- _Directions for this task_
Only certain lines below are wanted: those starting at the line containing "general concept, the generators otherwise." and ending at the line containing "come after them.", both included, each retyped exactly.

(Collected data)

[Start of Attachment]

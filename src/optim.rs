//! Optimization pass.
//!
//! Tries to replace each sub-concept of a concept or formula by a better
//! alternative. Candidates come either from the predicate generators
//! (`Left`), or from concepts already known (`Right`) when those are known
//! to be all the admissible ones.

use crate::common::* ;
use crate::concept::{ Concept, Gen } ;
use crate::store::ConceptStore ;

/// Source of candidates.
pub type Candidates<'a> = Either< & 'a [Gen], Vec<Concept> > ;

/// Candidates for general concepts: the general pool if it holds every
/// admitted general concept, the generators otherwise.
pub fn general_candidates<'a>(
  store: & ConceptStore, gens: & 'a [Gen]
) -> Candidates<'a> {
  if store.all_general_contained() {
    Either::Right( store.general_concepts() )
  } else {
    Either::Left(gens)
  }
}

/// Candidates for specialized concepts: the specialized pool if it holds
/// every admitted specialized concept, the generators otherwise.
pub fn special_candidates<'a>(
  store: & ConceptStore, gens: & 'a [Gen]
) -> Candidates<'a> {
  if store.all_special_contained() {
    Either::Right( store.special_concepts() )
  } else {
    Either::Left(gens)
  }
}

/// Concepts of some candidates.
///
/// Literals of the generators are built by `store`, from its specialized
/// predicates if `special` and its general ones otherwise. The concepts of
/// the corresponding pool of `store` come after them.
fn concepts_of(
  store: & ConceptStore, candidates: Candidates, special: bool
) -> Vec<Concept> {
  match candidates {
    Either::Right(concepts) => concepts,
    Either::Left(gens) => {
      let flavor = store.flavor() ;
      let mut concepts = vec![] ;
      for gen in gens {
        let lists = if special {
          flavor.special_preds(& ** gen)
        } else {
          flavor.general_preds(& ** gen)
        } ;
        for (preds, inverted) in lists {
          for pred in preds {
            if let Some(lit) = store.literal(pred, inverted) {
              concepts.push(lit)
            }
          }
        }
      }
      let pool = if special {
        store.special_concepts()
      } else {
        store.general_concepts()
      } ;
      for concept in pool {
        if ! concepts.contains(& concept) {
          concepts.push(concept)
        }
      }
      concepts
    },
  }
}


/// Optimizes the sub-concepts of a synthesized specialized concept.
///
/// Each sub-concept can be replaced by a general candidate that is simpler
/// or makes fewer errors, as long as it does not reintroduce the errors the
/// other sub-concepts leave. The result is never worse than `concept`.
pub fn optimize_special(
  store: & ConceptStore, candidates: Candidates, concept: & Concept,
  lconf: & LearnConf, rng: & mut Rand,
) -> Res<Concept> {
  if concept.is_lit() {
    return Ok( concept.clone() )
  }
  let fact = store.factory().clone() ;
  let mut scratch = store.empty_copy(
    store.conf().with_mins(lconf.opt_special_min, -1),
    store.formula_complexity(), sub_rng(rng)
  ) ;
  scratch.admit_all( store.special_concepts() ) ;
  scratch.regenerate_general(false) ;
  scratch.admit_all( concept.sub_concepts().iter().cloned() ) ;

  let candidates = concepts_of(store, candidates, false) ;
  for sub in concept.sub_concepts() {
    let reduced = fact.remove(concept, sub) ? ;
    for candidate in & candidates {
      scratch.admit_replacement(
        candidate.clone(), reduced.wrong_pos(), reduced.neg(),
        sub.complexity(), sub.wrong_pos().len(), sub.neg().len(),
      ) ;
    }
  }
  log_debug! {
    "  optimizing {} over {} general concepts",
    concept.get(), scratch.general_count()
  }

  match scratch.synthesize(lconf.opt_special_scp_iters, Some(concept), 0.0) {
    Some(optimized) => if optimized.is_better(concept) {
      log_debug! { "  -> {}", optimized.get() }
      Ok(optimized)
    } else {
      Ok( concept.clone() )
    },
    None => Ok( concept.clone() ),
  }
}


/// Optimizes a formula until it does not improve anymore.
///
/// Each pass admits, for each sub-concept, the specialized candidates that
/// repair the errors removing this sub-concept reintroduces. The result is
/// never worse than `formula`.
pub fn optimize_final(
  store: & ConceptStore, candidates: Candidates, formula: & Concept,
  lconf: & LearnConf, rng: & mut Rand,
) -> Res<Concept> {
  let fact = store.factory().clone() ;
  let candidates = concepts_of(store, candidates, true) ;
  let mut best = formula.clone() ;
  let mut pass = 0 ;

  while ! best.is_lit() && ! best.sub_concepts().is_empty() {
    pass += 1 ;
    let mut scratch = store.empty_copy(
      store.conf().with_mins(-1, lconf.opt_final_min),
      store.formula_complexity(), sub_rng(rng)
    ) ;
    scratch.admit_all( best.sub_concepts().iter().cloned() ) ;

    for sub in best.sub_concepts() {
      let reduced = fact.remove(& best, sub) ? ;
      let red_pos = reduced.wrong_pos().difference( best.wrong_pos() ) ;
      let red_neg = reduced.neg().difference( best.neg() ) ;
      for candidate in & candidates {
        scratch.admit_reduced( candidate.clone(), & red_pos, & red_neg ) ;
      }
    }

    let optimized = scratch.best_formula(lconf.opt_final_scp_iters, Some(& best)) ;
    if optimized.is_better(& best) {
      log_info! {
        "final optimization, pass {}: {} error(s), complexity {}",
        pass, optimized.errors(), optimized.complexity()
      }
      best = optimized
    } else {
      break
    }
  }

  Ok(best)
}


#[cfg(test)]
mod test {
  use super::* ;
  use crate::concept::{ PredList, Pred } ;
  use crate::store::test::{ halves, sample, store, Flavor, TablePred } ;

  fn set(idxs: & [usize]) -> IdxSet {
    idxs.iter().cloned().collect()
  }

  #[test]
  fn final_optimization() {
    let (fact, preds) = sample() ;
    // Correct, covers positives 0 and 1, expensive.
    let h = TablePred::new("h", 5.0, set(& [0, 1]), set(& [])).share() ;
    let mut list: Vec<Pred> = preds.values().cloned().collect() ;
    list.push( h.clone() ) ;
    list.sort_by_key(|pred| pred.to_string()) ;
    let gens: Vec<Gen> = vec![ Arc::new( PredList::new(& * fact, list) ) ] ;

    let formula = fact.disj(
      vec![
        fact.lit(h, false),
        fact.lit( preds["b"].clone(), false ),
        fact.lit( preds["e"].clone(), false ),
      ]
    ) ;
    assert_eq!( formula.errors(), 0 ) ;

    let store = store(& fact, Flavor::Correct, -1, -1) ;
    let lconf = LearnConf::default() ;
    let mut rng = mk_rng(consts::SEED, false) ;
    let optimized = optimize_final(
      & store, Either::Left(& gens), & formula, & lconf, & mut rng
    ).unwrap() ;
    assert!( optimized.is_better(& formula) ) ;
    assert_eq!( optimized.errors(), 0 ) ;

    let again = optimize_final(
      & store, Either::Left(& gens), & optimized, & lconf, & mut rng
    ).unwrap() ;
    assert!( ! optimized.is_better(& again) ) ;

    // Nothing to optimize in the empty formula.
    let empty = fact.empty_disj() ;
    let same = optimize_final(
      & store, Either::Right( vec![] ), & empty, & lconf, & mut rng
    ).unwrap() ;
    assert_eq!( same, empty )
  }

  #[test]
  fn final_optimization_uses_pool_concepts() {
    let (fact, mut preds) = halves() ;
    let (h, l, r) = ( preds[0].clone(), preds[1].clone(), preds[2].clone() ) ;
    // Correct, covers positives 2 and 3, expensive.
    let x = TablePred::new("x", 10.0, set(& [2, 3]), set(& [])).share() ;
    preds.push( x.clone() ) ;
    let gens: Vec<Gen> = vec![ Arc::new( PredList::new(& * fact, preds) ) ] ;

    let left = fact.conj( vec![ fact.lit(h.clone(), false), fact.lit(l, false) ] ) ;
    let right = fact.conj( vec![ fact.lit(h, false), fact.lit(r, false) ] ) ;
    let mut store = store(& fact, Flavor::Correct, -1, -1) ;
    assert!( store.admit( left.clone() ) ) ;
    assert!( store.admit( right.clone() ) ) ;

    let formula = fact.disj( vec![ left.clone(), fact.lit(x, false) ] ) ;
    assert_eq!( formula.errors(), 0 ) ;
    let lconf = LearnConf::default() ;
    let mut rng = mk_rng(consts::SEED, false) ;
    // `h & r` is no generator literal, only the specialized pool has it.
    let optimized = optimize_final(
      & store, Either::Left(& gens), & formula, & lconf, & mut rng
    ).unwrap() ;
    assert_eq!( optimized.errors(), 0 ) ;
    assert!( optimized.is_better(& formula) ) ;
    assert!( optimized.sub_concepts().contains(& right) )
  }

  #[test]
  fn sub_concept_optimization() {
    let (fact, preds) = sample() ;
    // Same examples as `g_1`, simpler.
    let k = TablePred::new("k", 0.5, set(& [0, 1, 2, 3]), set(& [0, 1])).share() ;
    let concept = fact.conj(
      vec![
        fact.lit( preds["g_1"].clone(), false ),
        fact.lit( preds["g_2"].clone(), false ),
      ]
    ) ;
    assert!( concept.is_correct() ) ;

    let store = store(& fact, Flavor::Correct, -1, -1) ;
    let lconf = LearnConf::default() ;
    let mut rng = mk_rng(consts::SEED, false) ;
    let candidates = vec![ fact.lit(k, false) ] ;
    let optimized = optimize_special(
      & store, Either::Right(candidates), & concept, & lconf, & mut rng
    ).unwrap() ;
    assert!( optimized.is_correct() ) ;
    assert!( optimized.complexity() < concept.complexity() ) ;
    assert_eq!( optimized.pos(), concept.pos() ) ;

    // Literals are left alone.
    let a = fact.lit( preds["a"].clone(), false ) ;
    let same = optimize_special(
      & store, Either::Right( vec![] ), & a, & lconf, & mut rng
    ).unwrap() ;
    assert_eq!( same, a )
  }
}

[End of Attachment]

- _Solution_
/// admitted general concept, the generators otherwise.
pub fn general_candidates<'a>(
  store: & ConceptStore, gens: & 'a [Gen]
) -> Candidates<'a> {
  if store.all_general_contained() {
    Either::Right( store.general_concepts() )
  } else {
    Either::Left(gens)
  }
}

/// Candidates for specialized concepts: the specialized pool if it holds
/// every admitted specialized concept, the generators otherwise.
pub fn special_candidates<'a>(
  store: & ConceptStore, gens: & 'a [Gen]
) -> Candidates<'a> {
  if store.all_special_contained() {
    Either::Right( store.special_concepts() )
  } else {
    Either::Left(gens)
  }
}

/// Concepts of some candidates.
///
/// Literals of the generators are built by `store`, from its specialized
/// predicates if `special` and its general ones otherwise. The concepts of
/// the corresponding pool of `store` come after them.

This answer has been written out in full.